6. For sealing, it’s the same as #5 above, except the helpful notation is “sealed” instead of “vacated.”
Just the simple fact that a person’a name is listed along with a criminal charge, in a criminal database, allows stimga to permanently perpetuate.
Adding notations per the current system may well increae the stigma (especially the “sealed” notation), because the viewer will not be allowed access to the details, and could easily assume the worst, and also (fairly) presume that the person they are investigating is trying to prevent their past criminal conduct from being fully viewed by the public.
7. The system doesn’t allow for expungement of duplicative entries on transferred cases. In my situation, my case was initially filed in District Court, and was later transferred to Superior Court.
So there are two listings showing two different “filing/violation dates” but it’s the same exact crime. Viewers gets the wrong impression that I have had three criminal charges instead of just two.
8. I see no reaons why vacations and/or sealings are limited to only one attempt or one case.

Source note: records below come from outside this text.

//! Cross-category synthesis: key decisions, migration notes and strategic
//! recommendations.

use std::collections::BTreeMap;

use serde::{Deserialize, Serialize};

use super::checklists::normalize;
use super::GapCategoryAnalysis;
use crate::stack::StructuredTechStack;
use crate::types::{Category, Priority};

// ============================================================================
// Key Decisions
// ============================================================================

/// Marker set over every detected technology and framework, and the
/// decision it evidences.
const DECISION_RULES: &[(&[&str], &str)] = &[
    (
        &["next.js"],
        "Next.js chosen for full-stack React with server-side rendering",
    ),
    (
        &["supabase"],
        "Supabase adopted as backend-as-a-service (PostgreSQL, auth, storage)",
    ),
    (&["firebase"], "Firebase adopted as backend-as-a-service"),
    (&["typescript"], "TypeScript adopted for static typing across the codebase"),
    (&["tailwind"], "Tailwind CSS chosen for utility-first styling"),
    (&["prisma"], "Prisma chosen as the data access layer"),
    (&["docker"], "Containerized deployment with Docker"),
    (
        &["openai", "anthropic", "langchain"],
        "AI features built on hosted model providers",
    ),
];

const EVERGREEN_DECISION: &str =
    "Record architectural decisions (ADRs) alongside the code as the stack evolves";

/// Decisions evidenced by the stack, always ending with an evergreen note.
pub fn key_decisions(stack: &StructuredTechStack) -> Vec<String> {
    let haystack: Vec<String> = stack
        .technologies
        .iter()
        .flat_map(|(_, techs)| techs.iter())
        .chain(stack.frameworks.iter())
        .map(|t| normalize(t))
        .collect();

    let mut decisions: Vec<String> = DECISION_RULES
        .iter()
        .filter(|(markers, _)| {
            markers
                .iter()
                .any(|m| haystack.iter().any(|t| t.contains(*m)))
        })
        .map(|(_, decision)| decision.to_string())
        .collect();

    if !stack.frameworks.is_empty() {
        decisions.push(format!("Primary frameworks: {}", stack.frameworks.join(", ")));
    }
    decisions.push(EVERGREEN_DECISION.to_string());
    decisions
}

// ============================================================================
// Migration Notes
// ============================================================================

/// `(technology name, oldest current major, note)`.
const UPGRADE_RULES: &[(&str, u64, &str)] = &[
    (
        "React",
        18,
        "React {major} detected: upgrade to React 18+ for concurrent rendering",
    ),
    (
        "Next.js",
        14,
        "Next.js {major} detected: consider upgrading to 14+ and the App Router",
    ),
    ("Vue", 3, "Vue {major} detected: Vue 2 reached end of life, migrate to Vue 3"),
    (
        "Tailwind-CSS",
        3,
        "Tailwind CSS {major} detected: upgrade to v3 for the JIT engine",
    ),
    (
        "Express",
        5,
        "Express {major} detected: review the Express 5 migration guide",
    ),
    (
        "Webpack",
        5,
        "Webpack {major} detected: upgrade to Webpack 5 or move to Vite",
    ),
];

const EVERGREEN_NOTES: &[&str] = &[
    "Schedule regular dependency updates and review changelogs for breaking changes",
    "Pin runtime versions (Node, Python) in CI to keep builds reproducible",
];

/// Major version of a `Name-Version` identifier belonging to `name`.
fn major_version(technology: &str, name: &str) -> Option<u64> {
    let (tech_name, version) = technology.rsplit_once('-')?;
    if tech_name != name {
        return None;
    }
    version.split('.').next()?.parse().ok()
}

/// Upgrade notes for outdated majors, always ending with evergreen notes.
pub fn migration_notes(stack: &StructuredTechStack) -> Vec<String> {
    let mut notes: Vec<String> = Vec::new();
    for (name, current, template) in UPGRADE_RULES {
        let outdated = stack
            .technologies
            .iter()
            .flat_map(|(_, techs)| techs.iter())
            .filter_map(|t| major_version(t, name))
            .find(|major| major < current);
        if let Some(major) = outdated {
            let note = template.replace("{major}", &major.to_string());
            if !notes.contains(&note) {
                notes.push(note);
            }
        }
    }
    notes.extend(EVERGREEN_NOTES.iter().map(|n| n.to_string()));
    notes
}

// ============================================================================
// Strategic Recommendations
// ============================================================================

#[derive(Debug, Clone, PartialEq, Eq, Serialize, Deserialize)]
pub struct StrategicRecommendation {
    /// Category key, or `architecture` / `security` / `observability` for
    /// the generic entries.
    pub category: String,
    pub title: String,
    pub description: String,
    pub priority: Priority,
    pub timeline: String,
    pub impact: String,
}

/// `(category, title, description, priority, timeline, impact)`.
const GENERIC_RECOMMENDATIONS: &[(&str, &str, &str, Priority, &str, &str)] = &[
    (
        "architecture",
        "Evaluate microservices architecture",
        "Assess whether independently deployable services would help as the team and traffic grow",
        Priority::Low,
        "6-12 months",
        "medium",
    ),
    (
        "security",
        "Establish automated security scanning",
        "Add dependency and static security scanning to CI to catch vulnerabilities early",
        Priority::Medium,
        "1-2 months",
        "high",
    ),
    (
        "observability",
        "Implement comprehensive observability",
        "Combine structured logging, metrics and tracing to shorten incident response",
        Priority::Medium,
        "2-4 months",
        "high",
    ),
];

/// One recommendation per high-priority category, then the generic set.
pub fn strategic_recommendations(
    gap_analysis: &BTreeMap<Category, GapCategoryAnalysis>,
) -> Vec<StrategicRecommendation> {
    let mut recommendations: Vec<StrategicRecommendation> = gap_analysis
        .iter()
        .filter(|(_, analysis)| analysis.priority == Priority::High)
        .map(|(category, analysis)| StrategicRecommendation {
            category: category.as_str().to_string(),
            title: format!("Close {} capability gaps", category.label()),
            description: format!(
                "{} gaps identified: {}",
                analysis.identified_gaps.len(),
                analysis.identified_gaps.join("; ")
            ),
            priority: Priority::High,
            timeline: "1-3 months".to_string(),
            impact: "high".to_string(),
        })
        .collect();

    recommendations.extend(GENERIC_RECOMMENDATIONS.iter().map(
        |(category, title, description, priority, timeline, impact)| StrategicRecommendation {
            category: category.to_string(),
            title: title.to_string(),
            description: description.to_string(),
            priority: *priority,
            timeline: timeline.to_string(),
            impact: impact.to_string(),
        },
    ));
    recommendations
}

#[cfg(test)]
mod tests {
    use super::*;

    #[test]
    fn test_major_version() {
        assert_eq!(major_version("React-17.0.2", "React"), Some(17));
        assert_eq!(major_version("Tailwind-CSS-2.2.19", "Tailwind-CSS"), Some(2));
        assert_eq!(major_version("Next.js-API-Routes-13.0.0", "Next.js"), None);
        assert_eq!(major_version("React-latest", "React"), None);
        assert_eq!(major_version("Docker", "React"), None);
    }

    #[test]
    fn test_generic_recommendations_always_present() {
        let recs = strategic_recommendations(&BTreeMap::new());
        assert_eq!(recs.len(), GENERIC_RECOMMENDATIONS.len());
        assert_eq!(recs[0].title, "Evaluate microservices architecture");
    }

    #[test]
    fn test_high_category_yields_recommendation() {
        let mut gaps = BTreeMap::new();
        gaps.insert(
            Category::Database,
            GapCategoryAnalysis {
                current_technologies: vec![],
                identified_gaps: vec!["No database detected".to_string(); 3],
                recommendations: vec![],
                priority: Priority::High,
            },
        );
        gaps.insert(
            Category::Frontend,
            GapCategoryAnalysis {
                current_technologies: vec![],
                identified_gaps: vec!["No type system detected".to_string()],
                recommendations: vec![],
                priority: Priority::Medium,
            },
        );

        let recs = strategic_recommendations(&gaps);
        assert_eq!(recs.len(), 1 + GENERIC_RECOMMENDATIONS.len());
        assert_eq!(recs[0].category, "database");
        assert_eq!(recs[0].title, "Close Database capability gaps");
        assert_eq!(recs[0].priority, Priority::High);
    }
}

There’s no reason why a single misdemeanor arrest from almost two decades ago that is far too broadly coded to be helpful in judging current “character” needs to be part of mine or anyone’s “permanent” public record.
9. There is no consistency with name docketing. I have a highly unique name and am fairly confident that at most only a handful of Americans share my name.
In my situation, the Clerk’s office docketed my complete name. In other situations they have simply used people’s middle initials.
Because the court publishes names, even when a file is “sealed,” the stimga easily still attachs for people like me who have highly unique names or whose names were docketed in full in the database.
If I had a common name I might get some benefit from this type of “sealing” as the viewer wouldn’t be able to determine exactly which “John Smith” the name entry referred to.
So, the current system is more fair to some than to others, simply because some have common names and others don’t. I can totally see how this practice is particularly unfair to African Americans as a group because of their cultural naming practices.
10. Because of a long-past criminal record, I am not being protected by the state from identity theft, and in fact the state is aiding and abetting ID theft by publishing my information and not taking simple steps to automatically remove it from public view.
In my case, and certainly for thousands of others with a long-ago criminal charge, the PA filed warrant and arrest information with all my personal identifier information.
If I want to have it redacted to protect myself against ID theft, this counts as my one-time “sealing.”
But other people having contact with the court system are automatically afforded the right to have this info redacted–without penalty.
My complete name, SSN, driver’s license no., birthdate, description, addresses and prior addresses, relatives’ names, employment information, signature samples and my bank account number are all there for anybody to take on demand and without trace.
Anyway–I hope to hear from somebody. It’s past time for some common-sense reforms here in Washington state.